Considering that every other species larger than a rat is being driven into extinction, largely because we are converting their habitats into farms or strip malls, I don't see evidence that we've learned not to consume more and more.
Sure, over the next hundred years our population will stabilize, but as the great scientist Jeff Goldblum said, "Life...ah...finds a way!"
If you want to know how humans will evolve you have to ask, which genes will spread? Obviously, genes for raw strength aren't useful--that's what machines are for. What about genes for intelligence? Do the smartest people have the most kids? No, which means those genes won't necessarily dominate.
In nature, every species is constrained either by food availability or predators or both. If two rabbits have four baby rabbits, and those four have eight baby rabbits, then why aren't there trillions of rabbits now? Obviously, it's because eventually they run out of food or get eaten by coyotes.
But a technological species like us has no predators, and we can continue to make more food by cutting down forests (where other species live) and turn them into farms.
The only limit we have right now is that we don't want to have too many kids. Unlike every other species, we can (mostly) control our reproduction, and we sometimes choose to have fewer children so that we can have a more luxurious life.
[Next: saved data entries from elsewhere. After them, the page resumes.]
// SPDX-License-Identifier: PMPL-1.0-or-later
// Copyright (c) 2026 Jonathan D.A. Jewell (hyperpolymath) <jonathan.jewell@open.ac.uk>
//
// Subcommand implementations. Each returns a `Result` so `main` can render
// failures through `humanize_error`.

use std::path::{Path, PathBuf};
use std::sync::Arc;
use std::time::Duration;

use pagescan_bridge::{ReplayCapture, ReplayDevice, platform_media_capture};
use pagescan_core::error::{Result, ScanError};
use pagescan_core::{FilterMode, Rotation, RotationStep, ScannerConfig, ScannerStage};
use pagescan_document::ImageProcessor;
use pagescan_document::detect::DetectorKind;
use pagescan_scanner::driver::{self, DetectionDriver, DriverEvent};
use pagescan_scanner::{CameraController, DetectionLoop, RetryConfig, Scanner, TickOutcome};
use tokio::sync::mpsc;
use tracing::{debug, info, warn};

/// What was written.
#[derive(Debug, Clone)]
pub struct Report {
    pub output: PathBuf,
    pub pages: usize,
    pub sha256: String,
}

pub fn load_config(path: Option<&Path>) -> Result<ScannerConfig> {
    match path {
        Some(path) => {
            let config = ScannerConfig::load(path)?;
            info!(path = %path.display(), "Configuration loaded");
            Ok(config)
        }
        None => Ok(ScannerConfig::default()),
    }
}

// -- scan ---------------------------------------------------------------------

#[derive(Debug, Clone)]
pub struct ScanOptions {
    pub inputs: Vec<PathBuf>,
    pub output: PathBuf,
    pub filter: FilterMode,
    pub rotation: Rotation,
    pub detector: DetectorKind,
}

/// Run each photo through crop, filter, and rotation, then write one PDF.
///
/// The detector's quad is used when it finds one; otherwise the default
/// inset quad.
pub fn scan(config: ScannerConfig, options: &ScanOptions) -> Result<Report> {
    if options.inputs.is_empty() {
        return Err(ScanError::NoPages);
    }
    let detector = options.detector.build();
    let mut outline = DetectionLoop::new(Arc::clone(&detector), &config);
    outline.set_auto_capture(false);
    let mut scanner = Scanner::new(config, platform_media_capture(), detector)?;

    for path in &options.inputs {
        let image = ImageProcessor::open(path)?.into_rgba();
        let detected = match outline.tick(image.clone()) {
            TickOutcome::Detected(quad) | TickOutcome::AutoCapture(quad) => Some(quad),
            TickOutcome::NoQuad | TickOutcome::Busy => None,
        };
        debug!(path = %path.display(), detected = detected.is_some(), "Photo loaded");

        scanner.load_image(image)?;
        if let Some(quad) = detected {
            scanner.cropper_mut()?.set_quad(quad);
        }
        process_result(&mut scanner, options.filter, options.rotation)?;
    }

    write_document(&mut scanner, &options.output)
}

// -- replay -------------------------------------------------------------------

#[derive(Debug, Clone)]
pub struct ReplayOptions {
    pub frames: Vec<PathBuf>,
    pub output: PathBuf,
    pub filter: FilterMode,
    pub detector: DetectorKind,
    /// Give up on auto-capture after this many ticks and capture manually.
    pub max_ticks: usize,
    /// Overrides `detection_interval_ms`.
    pub interval: Option<Duration>,
}

/// Feed image files through the camera path with auto-capture on and write
/// the captured page as a PDF.
pub async fn replay(mut config: ScannerConfig, options: &ReplayOptions) -> Result<Report> {
    config.auto_capture = true;
    let interval = options
        .interval
        .unwrap_or(Duration::from_millis(config.detection_interval_ms));

    let frames = options
        .frames
        .iter()
        .map(|path| Ok(ImageProcessor::open(path)?.into_rgba()))
        .collect::<Result<Vec<_>>>()?;
    let device = ReplayDevice::new("replay", Some("Replay"), frames);
    let capture = ReplayCapture::new().with_device(device);
    let scanner = Scanner::new(config, Arc::new(capture), options.detector.build())?;

    let shared = driver::shared(scanner);
    driver::start_camera(&shared, None).await?;
    let (tx, mut rx) = mpsc::unbounded_channel();
    let detection = DetectionDriver::spawn(Arc::clone(&shared), interval, tx);

    let mut ticks = 0;
    while let Some(event) = rx.recv().await {
        match event {
            DriverEvent::Tick(outcome) => {
                ticks += 1;
                debug!(ticks, ?outcome, "Detection tick");
                if ticks >= options.max_ticks {
                    detection.stop();
                }
            }
            DriverEvent::CaptureFailed(detail) => warn!(detail = %detail, "Auto-capture failed"),
            DriverEvent::Stopped => break,
        }
    }
    detection.join().await;

    let stage = shared.lock().await.stage();
    if stage == ScannerStage::Camera {
        info!(ticks, "No stable page detected; capturing manually");
        shared.lock().await.capture()?;
    }

    driver::confirm_crop(&shared).await?;
    let mut scanner = shared.lock().await;
    process_result(&mut scanner, options.filter, Rotation::Deg0)?;
    write_document(&mut scanner, &options.output)
}

// -- devices / config ---------------------------------------------------------

/// One line per camera: id and display label.
pub fn devices(config: &ScannerConfig) -> Result<Vec<String>> {
    let mut camera = CameraController::new(
        platform_media_capture(),
        RetryConfig::from(config.camera_retry),
        config.resolution,
    );
    let devices = camera.list_devices()?;
    Ok(devices
        .iter()
        .enumerate()
        .map(|(position, device)| format!("{}\t{}", device.id, device.display_label(position)))
        .collect())
}

/// Print the effective configuration, or write the defaults to `path`.
pub fn config(path: Option<&Path>, init: bool) -> Result<String> {
    match (path, init) {
        (Some(path), true) => {
            ScannerConfig::default().save(path)?;
            Ok(format!("Wrote default configuration to {}", path.display()))
        }
        (None, true) => Err(ScanError::Config("--init needs a --config path".into())),
        (path, false) => Ok(serde_json::to_string_pretty(&load_config(path)?)?),
    }
}

// -- Shared steps -------------------------------------------------------------

fn process_result(scanner: &mut Scanner, filter: FilterMode, rotation: Rotation) -> Result<()> {
    scanner.confirm_crop()?;
    scanner.select_filter(filter)?;
    for _ in 0..rotation.degrees() / 90 {
        scanner.rotate(RotationStep::Clockwise)?;
    }
    if let Some(warning) = scanner.review().and_then(|review| review.warning()) {
        warn!(warning, "Page kept without full normalization");
    }
    let page = scanner.accept_result()?;
    info!(page = %page, pages = scanner.session().len(), "Page added");
    Ok(())
}

fn write_document(scanner: &mut Scanner, output: &Path) -> Result<Report> {
    let writer = scanner.pdf_writer();
    let (document, session) = scanner.finish(&writer)?;
    std::fs::write(output, &document.bytes)?;
    info!(
        path = %output.display(),
        pages = session.len(),
        sha256 = %document.sha256,
        "Document written"
    );
    Ok(Report {
        output: output.to_path_buf(),
        pages: document.page_count,
        sha256: document.sha256,
    })
}
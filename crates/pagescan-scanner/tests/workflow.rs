// SPDX-License-Identifier: PMPL-1.0-or-later
// Copyright (c) 2026 Jonathan D.A. Jewell (hyperpolymath) <jonathan.jewell@open.ac.uk>
//
// End-to-end scanning workflows driven through the replay camera.

use std::sync::Arc;

use image::{Rgba, RgbaImage};
use pagescan_bridge::{ReplayCapture, ReplayDevice};
use pagescan_core::{Corner, FilterMode, Quad, RotationStep, ScannerConfig, ScannerStage};
use pagescan_document::{EdgeDetector, FixedInsetDetector, HoughEdgeDetector, PdfReader};
use pagescan_scanner::{Scanner, TickOutcome};

fn config(auto_capture: bool) -> ScannerConfig {
    let mut config = ScannerConfig::default();
    config.camera_retry.delay_ms = 0;
    config.auto_capture = auto_capture;
    config
}

fn grey_frames() -> Vec<RgbaImage> {
    vec![RgbaImage::from_pixel(640, 480, Rgba([128, 128, 128, 255]))]
}

fn replay(frames: Vec<RgbaImage>) -> ReplayCapture {
    ReplayCapture::new().with_device(ReplayDevice::new("rear", Some("Rear camera"), frames))
}

fn scanner_with(
    capture: &ReplayCapture,
    detector: Arc<dyn EdgeDetector>,
    auto_capture: bool,
) -> Scanner {
    Scanner::new(config(auto_capture), Arc::new(capture.clone()), detector).unwrap()
}

/// A photo whose central 800×600 region is the page.
fn uploaded_photo() -> (RgbaImage, Quad) {
    let photo = RgbaImage::from_fn(1000, 800, |x, y| {
        Rgba([(x % 200) as u8 + 40, (y % 200) as u8 + 40, 120, 255])
    });
    (photo, Quad::from_rect(100.0, 100.0, 900.0, 700.0))
}

#[test]
fn stable_detection_auto_captures_exactly_once() {
    let capture = replay(grey_frames());
    let mut scanner = scanner_with(&capture, Arc::new(FixedInsetDetector::default()), true);
    scanner.start_camera(None).unwrap();

    assert!(matches!(scanner.tick().unwrap(), TickOutcome::Detected(_)));
    assert!(matches!(scanner.tick().unwrap(), TickOutcome::Detected(_)));
    assert!(matches!(scanner.tick().unwrap(), TickOutcome::AutoCapture(_)));
    assert_eq!(scanner.stage(), ScannerStage::Cropper);
    assert!(scanner.detection().history().is_empty());

    // Back on the same scene: the fourth identical detection does not fire.
    scanner.cancel_crop().unwrap();
    assert!(matches!(scanner.tick().unwrap(), TickOutcome::Detected(_)));
    assert_eq!(scanner.stage(), ScannerStage::Camera);
}

#[test]
fn cancelling_the_crop_reopens_the_camera_without_touching_the_session() {
    let capture = replay(grey_frames());
    let mut scanner = scanner_with(&capture, Arc::new(FixedInsetDetector::default()), false);

    scanner.start_camera(None).unwrap();
    scanner.capture().unwrap();
    scanner.confirm_crop().unwrap();
    scanner.accept_result().unwrap();
    assert_eq!(scanner.session().len(), 1);

    scanner.start_camera(None).unwrap();
    scanner.capture().unwrap();
    assert!(!scanner.camera().is_open());
    let before = capture.stats().acquisitions;

    scanner.cancel_crop().unwrap();
    assert_eq!(scanner.stage(), ScannerStage::Camera);
    assert!(scanner.camera().is_open());
    assert_eq!(capture.stats().acquisitions, before + 1);
    assert_eq!(scanner.session().len(), 1);
}

#[test]
fn rotated_page_is_stored_with_swapped_dimensions() {
    let capture = replay(grey_frames());
    let mut scanner = scanner_with(&capture, Arc::new(FixedInsetDetector::default()), false);
    let (photo, quad) = uploaded_photo();

    scanner.load_image(photo).unwrap();
    scanner.cropper_mut().unwrap().set_quad(quad);
    scanner.confirm_crop().unwrap();
    assert_eq!(scanner.review().unwrap().displayed().dimensions(), (800, 600));

    scanner.rotate(RotationStep::Clockwise).unwrap();
    scanner.accept_result().unwrap();
    assert_eq!(scanner.stage(), ScannerStage::Setup);
    assert_eq!(scanner.session().pages()[0].dimensions(), (600, 800));
    assert_eq!(scanner.session().pages()[0].rotation.degrees(), 90);
}

#[test]
fn four_counter_clockwise_turns_keep_original_dimensions() {
    let capture = replay(grey_frames());
    let mut scanner = scanner_with(&capture, Arc::new(FixedInsetDetector::default()), false);
    let (photo, quad) = uploaded_photo();

    scanner.load_image(photo).unwrap();
    scanner.cropper_mut().unwrap().set_quad(quad);
    scanner.confirm_crop().unwrap();
    for _ in 0..4 {
        scanner.rotate(RotationStep::CounterClockwise).unwrap();
    }
    scanner.accept_result().unwrap();
    assert_eq!(scanner.session().pages()[0].dimensions(), (800, 600));
}

#[test]
fn black_and_white_pages_are_binary() {
    let capture = replay(grey_frames());
    let mut scanner = scanner_with(&capture, Arc::new(FixedInsetDetector::default()), false);
    let (photo, quad) = uploaded_photo();

    scanner.load_image(photo).unwrap();
    scanner.cropper_mut().unwrap().set_quad(quad);
    scanner.confirm_crop().unwrap();
    scanner.select_filter(FilterMode::BlackAndWhite).unwrap();
    scanner.accept_result().unwrap();

    let page = &scanner.session().pages()[0];
    assert_eq!(page.filter_mode, FilterMode::BlackAndWhite);
    assert!(
        page.normalized
            .pixels()
            .all(|p| p.0[..3].iter().all(|&c| c == 0 || c == 255))
    );
}

#[test]
fn dragged_corner_reaches_the_page() {
    let capture = replay(grey_frames());
    let mut scanner = scanner_with(&capture, Arc::new(FixedInsetDetector::default()), false);
    let (photo, _) = uploaded_photo();

    scanner.load_image(photo).unwrap();
    let editor = scanner.cropper_mut().unwrap();
    editor.set_viewport(500.0, 400.0);
    // Default quad corner (900, 720) is at screen (450, 360).
    assert_eq!(
        editor.pointer_down(pagescan_core::Point::new(452.0, 358.0)),
        Some(Corner::BottomRight)
    );
    editor.pointer_move(pagescan_core::Point::new(475.0, 380.0));
    editor.pointer_up();
    let quad = editor.quad();
    assert_eq!(quad.corner(Corner::BottomRight), pagescan_core::Point::new(950.0, 760.0));

    scanner.confirm_crop().unwrap();
    scanner.accept_result().unwrap();
    assert_eq!(scanner.session().pages()[0].quad, quad);
}

#[test]
fn camera_stream_is_never_doubled_across_a_session() {
    let capture = replay(grey_frames());
    let mut scanner = scanner_with(&capture, Arc::new(FixedInsetDetector::default()), false);

    for _ in 0..3 {
        scanner.start_camera(None).unwrap();
        scanner.tick().unwrap();
        scanner.capture().unwrap();
        scanner.cancel_crop().unwrap();
        scanner.capture().unwrap();
        scanner.confirm_crop().unwrap();
        scanner.cancel_result().unwrap();
        scanner.confirm_crop().unwrap();
        scanner.accept_result().unwrap();
        assert!(!scanner.camera().is_open());
    }

    let stats = capture.stats();
    assert_eq!(stats.max_open_streams, 1);
    assert_eq!(stats.open_streams, 0);
    assert_eq!(scanner.session().len(), 3);
}

#[test]
fn multi_page_session_becomes_one_pdf() {
    let capture = replay(grey_frames());
    let mut scanner = scanner_with(&capture, Arc::new(FixedInsetDetector::default()), false);

    for _ in 0..3 {
        scanner.start_camera(None).unwrap();
        scanner.capture().unwrap();
        scanner.confirm_crop().unwrap();
        scanner.accept_result().unwrap();
    }
    scanner.remove_page(1).unwrap();

    let writer = scanner.pdf_writer();
    let (document, session) = scanner.finish(&writer).unwrap();
    assert_eq!(session.len(), 2);
    assert_eq!(document.page_count, 2);
    assert_eq!(PdfReader::from_bytes(&document.bytes).unwrap().page_count(), 2);
    assert!(scanner.session().is_empty());
}

#[test]
fn detected_page_seeds_the_crop() {
    let frame = RgbaImage::from_fn(400, 500, |x, y| {
        if (50..350).contains(&x) && (60..440).contains(&y) {
            Rgba([240, 240, 240, 255])
        } else {
            Rgba([30, 30, 30, 255])
        }
    });
    let capture = replay(vec![frame]);
    let mut scanner = scanner_with(&capture, Arc::new(HoughEdgeDetector::default()), false);
    scanner.start_camera(None).unwrap();
    assert!(matches!(scanner.tick().unwrap(), TickOutcome::Detected(_)));
    scanner.capture().unwrap();

    let quad = scanner.cropper().quad();
    let expected = [(50.0, 60.0), (350.0, 60.0), (350.0, 440.0), (50.0, 440.0)];
    for (point, (x, y)) in quad.points().iter().zip(expected) {
        assert!((point.x - x).abs() < 10.0, "x {} vs {}", point.x, x);
        assert!((point.y - y).abs() < 10.0, "y {} vs {}", point.y, y);
    }
}
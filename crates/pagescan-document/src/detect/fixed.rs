// SPDX-License-Identifier: PMPL-1.0-or-later
// Copyright (c) 2026 Jonathan D.A. Jewell (hyperpolymath) <jonathan.jewell@open.ac.uk>
//
// Fixed-rectangle detector, used when no real edge detection is available.

use image::RgbaImage;
use pagescan_core::error::Result;
use pagescan_core::{DetectionResult, Quad};

use super::EdgeDetector;

/// Proposes one rectangle inset from every side by `fraction` of the frame's
/// shorter side.
#[derive(Debug, Clone, Copy)]
pub struct FixedInsetDetector {
    fraction: f64,
}

impl Default for FixedInsetDetector {
    fn default() -> Self {
        Self { fraction: 0.10 }
    }
}

impl EdgeDetector for FixedInsetDetector {
    fn detect(&self, frame: &RgbaImage) -> Result<Vec<DetectionResult>> {
        let (w, h) = (frame.width() as f64, frame.height() as f64);
        if w == 0.0 || h == 0.0 {
            return Ok(Vec::new());
        }
        let margin = self.fraction * w.min(h);
        let quad = Quad::from_rect(margin, margin, w - margin, h - margin);
        Ok(vec![DetectionResult::new(quad)])
    }

    fn name(&self) -> &'static str {
        "fixed"
    }
}

#[cfg(test)]
mod tests {
    use super::*;
    use pagescan_core::Point;

    #[test]
    fn margin_follows_shorter_side() {
        let frame = RgbaImage::new(1280, 720);
        let results = FixedInsetDetector::default().detect(&frame).unwrap();
        assert_eq!(results.len(), 1);
        assert_eq!(
            results[0].quad.points(),
            &[
                Point::new(72.0, 72.0),
                Point::new(1208.0, 72.0),
                Point::new(1208.0, 648.0),
                Point::new(72.0, 648.0),
            ]
        );
    }

    #[test]
    fn empty_frame_yields_nothing() {
        assert!(FixedInsetDetector::default().detect(&RgbaImage::new(0, 0)).unwrap().is_empty());
    }
}
// SPDX-License-Identifier: PMPL-1.0-or-later
// Copyright (c) 2026 Jonathan D.A. Jewell (hyperpolymath) <jonathan.jewell@open.ac.uk>
//
// pagescan-scanner — the scan-to-page workflow.
//
// Camera control, the detection loop and its async driver, the crop editor,
// result review, page assembly, and the state machine that ties them
// together.

pub mod assembler;
pub mod camera;
pub mod capture;
pub mod cropper;
pub mod detection;
pub mod driver;
pub mod generation;
pub mod machine;
pub mod retry;
pub mod review;

pub use assembler::{ScanDocument, ScanSession, ScannedPage, finalize};
pub use camera::CameraController;
pub use capture::{CaptureChain, CaptureStrategy, GrabFrame, TakePhoto};
pub use cropper::{CropEditor, CropEvent};
pub use detection::{DetectionHistory, DetectionLoop, TickOutcome};
pub use driver::{DetectionDriver, DriverEvent, SharedScanner};
pub use generation::{Generation, GenerationToken};
pub use machine::Scanner;
pub use retry::RetryConfig;
pub use review::ResultReview;
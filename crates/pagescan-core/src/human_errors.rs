// SPDX-License-Identifier: PMPL-1.0-or-later
// Copyright (c) 2026 Jonathan D.A. Jewell (hyperpolymath) <jonathan.jewell@open.ac.uk>
//
// Human-readable error messages for people scanning paperwork.
//
// Every technical error is mapped to plain English with a clear suggestion.
// Camera failures always point at the image-upload fallback.

use crate::error::{CameraUnavailableReason, ScanError};

/// Severity of an error from the user's perspective.
#[derive(Debug, Clone, Copy, PartialEq, Eq)]
pub enum Severity {
    /// Momentary problem; retrying may work.
    Transient,
    /// User must do something (grant permission, pick a file, add a page).
    ActionRequired,
    /// Cannot be fixed by retrying on this device.
    Permanent,
}

/// A human-readable error with plain English message and actionable suggestion.
#[derive(Debug, Clone)]
pub struct HumanError {
    /// Plain English summary (shown as a heading).
    pub message: String,
    /// What the user should try (shown as body text).
    pub suggestion: String,
    /// Whether the system should auto-retry.
    pub retriable: bool,
    /// Severity level (drives icon/colour in UI).
    pub severity: Severity,
}

const UPLOAD_HINT: &str = "You can still add a page by choosing a photo from your files.";

/// Convert a `ScanError` into a `HumanError`.
pub fn humanize_error(err: &ScanError) -> HumanError {
    match err {
        ScanError::CameraUnavailable(reason) => humanize_camera(*reason),

        ScanError::TorchUnsupported => HumanError {
            message: "This camera doesn't have a light.".into(),
            suggestion: "Try moving closer to a window or lamp instead.".into(),
            retriable: false,
            severity: Severity::Permanent,
        },

        ScanError::CaptureFailed(_) => HumanError {
            message: "We couldn't take the picture.".into(),
            suggestion: format!("Hold the camera steady and try again. {UPLOAD_HINT}"),
            retriable: true,
            severity: Severity::Transient,
        },

        ScanError::DetectionFailure(_) => HumanError {
            message: "We couldn't find the page edges.".into(),
            suggestion: "Drag the corners to the edges of the page yourself.".into(),
            retriable: true,
            severity: Severity::Transient,
        },

        ScanError::NormalizationFailure(_) => HumanError {
            message: "We couldn't straighten this page.".into(),
            suggestion: "Go back and adjust the corners so they sit on the page edges, then try again.".into(),
            retriable: false,
            severity: Severity::ActionRequired,
        },

        ScanError::AssemblyFailure(_) | ScanError::PdfError(_) => HumanError {
            message: "We couldn't make the PDF.".into(),
            suggestion: "Your pages are still here. Try finishing again.".into(),
            retriable: true,
            severity: Severity::Transient,
        },

        ScanError::NoPages => HumanError {
            message: "There are no pages yet.".into(),
            suggestion: "Scan or upload at least one page before finishing.".into(),
            retriable: false,
            severity: Severity::ActionRequired,
        },

        ScanError::InvalidQuad(_) => HumanError {
            message: "The crop outline isn't valid.".into(),
            suggestion: "Reset the crop and place all four corners on the page.".into(),
            retriable: false,
            severity: Severity::ActionRequired,
        },

        ScanError::InvalidTransition { .. } => HumanError {
            message: "That can't be done right now.".into(),
            suggestion: "Finish the current step first.".into(),
            retriable: false,
            severity: Severity::ActionRequired,
        },

        ScanError::ImageError(_) => HumanError {
            message: "There's a problem with this image.".into(),
            suggestion: "The image may be damaged or in an unusual format. Try saving it as a JPEG or PNG first.".into(),
            retriable: false,
            severity: Severity::Permanent,
        },

        ScanError::Config(detail) => HumanError {
            message: "A setting has an invalid value.".into(),
            suggestion: format!("Check your scanner settings. ({detail})"),
            retriable: false,
            severity: Severity::ActionRequired,
        },

        ScanError::Io(io_err) => match io_err.kind() {
            std::io::ErrorKind::NotFound => HumanError {
                message: "The file couldn't be found.".into(),
                suggestion: "It may have been moved or deleted. Try choosing the file again.".into(),
                retriable: false,
                severity: Severity::ActionRequired,
            },
            std::io::ErrorKind::PermissionDenied => HumanError {
                message: "The app doesn't have permission to use that file.".into(),
                suggestion: "Check the file permissions, or pick a different location.".into(),
                retriable: false,
                severity: Severity::ActionRequired,
            },
            _ => HumanError {
                message: "There was a problem reading or writing a file.".into(),
                suggestion: "Try again. If this keeps happening, your device's storage may be full.".into(),
                retriable: true,
                severity: Severity::Transient,
            },
        },

        ScanError::Serialization(_) => HumanError {
            message: "The app had an internal data problem.".into(),
            suggestion: "Try again. If this keeps happening, please report it.".into(),
            retriable: true,
            severity: Severity::Transient,
        },

        ScanError::PlatformUnavailable => HumanError {
            message: "Cameras aren't available here.".into(),
            suggestion: UPLOAD_HINT.into(),
            retriable: false,
            severity: Severity::Permanent,
        },
    }
}

fn humanize_camera(reason: CameraUnavailableReason) -> HumanError {
    match reason {
        CameraUnavailableReason::NotSupported => HumanError {
            message: "This device can't use a camera for scanning.".into(),
            suggestion: UPLOAD_HINT.into(),
            retriable: false,
            severity: Severity::Permanent,
        },
        CameraUnavailableReason::InsecureContext => HumanError {
            message: "The camera is blocked on insecure connections.".into(),
            suggestion: format!("Open the scanner over HTTPS. {UPLOAD_HINT}"),
            retriable: false,
            severity: Severity::Permanent,
        },
        CameraUnavailableReason::PermissionDenied => HumanError {
            message: "Camera permission was refused.".into(),
            suggestion: format!("Allow camera access in your settings, then try again. {UPLOAD_HINT}"),
            retriable: false,
            severity: Severity::ActionRequired,
        },
        CameraUnavailableReason::NoDevices => HumanError {
            message: "No camera was found.".into(),
            suggestion: format!("Connect a camera and try again. {UPLOAD_HINT}"),
            retriable: false,
            severity: Severity::ActionRequired,
        },
        CameraUnavailableReason::DeviceBusy => HumanError {
            message: "The camera is busy.".into(),
            suggestion: format!("Close other apps that might be using the camera. {UPLOAD_HINT}"),
            retriable: true,
            severity: Severity::Transient,
        },
    }
}
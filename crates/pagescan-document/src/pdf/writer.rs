// SPDX-License-Identifier: PMPL-1.0-or-later
// Copyright (c) 2026 Jonathan D.A. Jewell (hyperpolymath) <jonathan.jewell@open.ac.uk>
//
// PDF writer — assemble scanned pages into one document using `printpdf` 0.8.
//
// printpdf 0.8 uses a data-oriented API: documents are built by constructing
// `PdfPage` structs containing `Vec<Op>` operation lists, then serialised via
// `PdfDocument::save()`.

use image::RgbaImage;
use pagescan_core::PaperSize;
use pagescan_core::error::{Result, ScanError};
use printpdf::{
    Mm, Op, PdfDocument, PdfPage, PdfSaveOptions, PdfWarnMsg, Pt, RawImage, RawImageData,
    RawImageFormat, XObjectTransform,
};
use tracing::{debug, info, instrument};

use super::{DocumentEncoder, PageImages};

/// At 72 DPI one image pixel is one PDF point, so the fit scale is a plain
/// ratio of points to pixels.
const PLACEMENT_DPI: f32 = 72.0;

const DOCUMENT_TITLE: &str = "Scanned Document";

/// Lays out one page image per PDF page, fitted inside the margins and
/// centred.
#[derive(Debug, Clone)]
pub struct PdfWriter {
    paper_size: PaperSize,
    margin_mm: f32,
}

impl PdfWriter {
    pub fn new(paper_size: PaperSize, margin_mm: f32) -> Self {
        Self {
            paper_size,
            margin_mm,
        }
    }

    /// A4 portrait with 10 mm margins.
    pub fn a4() -> Self {
        Self::new(PaperSize::A4, 10.0)
    }

    fn page_dimensions(&self) -> (Mm, Mm) {
        let (w_mm, h_mm) = self.paper_size.dimensions_mm();
        (Mm(w_mm as f32), Mm(h_mm as f32))
    }

    /// Placement of an `img_w`×`img_h` pixel image on the page:
    /// `(x_offset_pt, y_offset_pt, scale)`.
    fn fit(&self, img_w: u32, img_h: u32) -> (f32, f32, f32) {
        let (page_w, page_h) = self.page_dimensions();
        let margin_pt = Mm(self.margin_mm).into_pt().0;
        let usable_w_pt = Mm(page_w.0 - 2.0 * self.margin_mm).into_pt().0;
        let usable_h_pt = Mm(page_h.0 - 2.0 * self.margin_mm).into_pt().0;

        let scale = (usable_w_pt / img_w as f32).min(usable_h_pt / img_h as f32);
        let rendered_w_pt = img_w as f32 * scale;
        let rendered_h_pt = img_h as f32 * scale;

        let x_offset = margin_pt + (usable_w_pt - rendered_w_pt) / 2.0;
        let y_offset = margin_pt + (usable_h_pt - rendered_h_pt) / 2.0;
        (x_offset, y_offset, scale)
    }

    /// Build a PDF with one page per image, in order.
    #[instrument(skip_all, fields(pages = images.len(), paper = ?self.paper_size))]
    pub fn create_from_images(&self, images: &[&RgbaImage]) -> Result<Vec<u8>> {
        if images.is_empty() {
            return Err(ScanError::NoPages);
        }
        let (page_w, page_h) = self.page_dimensions();

        let mut doc = PdfDocument::new(DOCUMENT_TITLE);
        let mut pages = Vec::with_capacity(images.len());

        for (index, image) in images.iter().enumerate() {
            let (img_w, img_h) = image.dimensions();
            if img_w == 0 || img_h == 0 {
                return Err(ScanError::AssemblyFailure(format!("page {} is empty", index + 1)));
            }

            let rgb = image::DynamicImage::ImageRgba8((*image).clone()).to_rgb8();
            let raw = RawImage {
                pixels: RawImageData::U8(rgb.into_raw()),
                width: img_w as usize,
                height: img_h as usize,
                data_format: RawImageFormat::RGB8,
                tag: Vec::new(),
            };
            let xobject_id = doc.add_image(&raw);

            let (x_offset, y_offset, scale) = self.fit(img_w, img_h);
            let ops = vec![Op::UseXobject {
                id: xobject_id,
                transform: XObjectTransform {
                    translate_x: Some(Pt(x_offset)),
                    translate_y: Some(Pt(y_offset)),
                    scale_x: Some(scale),
                    scale_y: Some(scale),
                    dpi: Some(PLACEMENT_DPI),
                    rotate: None,
                },
            }];
            debug!(page = index + 1, img_w, img_h, scale, "Image placed on page");
            pages.push(PdfPage::new(page_w, page_h, ops));
        }

        doc.with_pages(pages);

        let mut warnings: Vec<PdfWarnMsg> = Vec::new();
        let output = doc.save(&PdfSaveOptions::default(), &mut warnings);
        info!(bytes = output.len(), warnings = warnings.len(), "PDF assembled");
        Ok(output)
    }
}

impl Default for PdfWriter {
    fn default() -> Self {
        Self::a4()
    }
}

impl DocumentEncoder for PdfWriter {
    fn assemble(&self, pages: &[PageImages<'_>]) -> Result<Vec<u8>> {
        let processed: Vec<&RgbaImage> = pages.iter().map(|p| p.processed).collect();
        self.create_from_images(&processed)
    }
}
Of course, the desire to have children varies across individuals. We all know some people who want to have more kids and some who don't want any. It is likely, of course, that this innate desire is partly or mostly heritable.
Over long enough time-scales--maybe a thousand generations or 25,000 years--the genes of people who want to have kids will dominate. By then, of course, we will have run out of forests to cut down, so we'll have to start colonizing the oceans and other planets.
But like I said, I'm just a cynical old man.
If there is only one galactic civilization it will either be the Borg or a Federation so violent that it destroyed the Borg—basically a Mirror Universe Federation.
Either way I don’t like our chances.